Innovation Essential for China to Hit Ambitious National Offshore Wind Deployment Targets 

May 30 2014

The UK’s world leadership position in offshore wind could be critical in helping China overcome a number of key barriers to developing its vast offshore wind resource.  According to a series of new reports by the Carbon Trust the UK, with more than a decade of experience in offshore wind deployment, can play a key role in helping China develop its offshore wind potential.
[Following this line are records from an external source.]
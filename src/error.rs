//! Sweep error types

use thiserror::Error;

/// Errors surfaced by [`collect_all`](crate::collect_all). None of them carry partial records.
#[derive(Error, Debug)]
pub enum SweepError {
    #[error("Invalid arguments: {reason}")]
    InvalidArguments { reason: String },

    #[error("Upstream still overflows at the minimum width {width} for range [{lo}, {hi}]")]
    FatalOverflowAtMin { lo: u64, hi: u64, width: u64 },

    #[error("Upstream query for range [{lo}, {hi}] failed at width {width}")]
    Upstream {
        lo: u64,
        hi: u64,
        width: u64,
        #[source]
        source: anyhow::Error,
    },

    #[error("Sweep cancelled before range starting at {next_lo} (width {width})")]
    Cancelled { next_lo: u64, width: u64 },

    #[error("Progress sink failed")]
    Progress(#[source] anyhow::Error),

    #[error("Upper-bound oracle failed")]
    UpperBound(#[source] anyhow::Error),

    #[error(transparent)]
    Cursor(#[from] CursorError),
}

impl SweepError {
    pub(crate) fn invalid(reason: impl Into<String>) -> Self {
        SweepError::InvalidArguments {
            reason: reason.into(),
        }
    }
}

/// Range cursor misuse. The collection loop never triggers these.
#[derive(Error, Debug, PartialEq, Eq)]
pub enum CursorError {
    #[error("Cursor exhausted at {lo} (end {hi})")]
    Exhausted { lo: u64, hi: u64 },

    #[error("Cannot advance {width} keys from {lo}: only {remaining} remain")]
    InvalidAdvance { lo: u64, width: u64, remaining: u64 },

    #[error("Invalid cursor range: lo {lo} > hi {hi}")]
    InvalidRange { lo: u64, hi: u64 },
}

/// Typed "too many results" signal an upstream may return instead of a message.
///
/// The executor treats this (anywhere in the error chain) as an overflow.
#[derive(Error, Debug, Clone, PartialEq, Eq)]
#[error("query returned more than {cap} results")]
pub struct TooManyResults {
    pub cap: u64,
}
China has set a number of targets in relation to offshore wind including a deployment target of target of 5 GW of offshore wind by 2015 and 30 GW by 2030. At present some 1GW of near shore projects are under development but are facing a number of technical and commercial barriers in moving forward at the rate required to meet the Government targets.  Barriers include uncertainty over an effective and efficient long-term pricing policy that is needed by project developers while ensuring consumers are protected from high costs, a slow consenting regime and the lack of a focussed innovation programme to drive costs out of the deployment process.

Commenting on the report Al-Karim Govindji, of the Carbon Trust said:

“China’s offshore wind resource is significant and will be critical for the country to help meet its rising energy demand through developing low carbon energy sources.  The UK has an important role in offering its experience and learning to ensure that China’s vast resource is efficiently exploited.  Innovation across a number of areas will be essential to ensure targets are met and to drive cost reduction across the whole sector.”

The new research proposes a number of policy instruments, developed to accelerate the roll out of offshore wind in the UK, be applied to China to speed up their offshore programme and help ensure government targets are met in a cost effective way.  The research was undertaken working closely with the wind industry in China and involved participation of over 20 Chinese companies and undertaking two workshops in Beijing.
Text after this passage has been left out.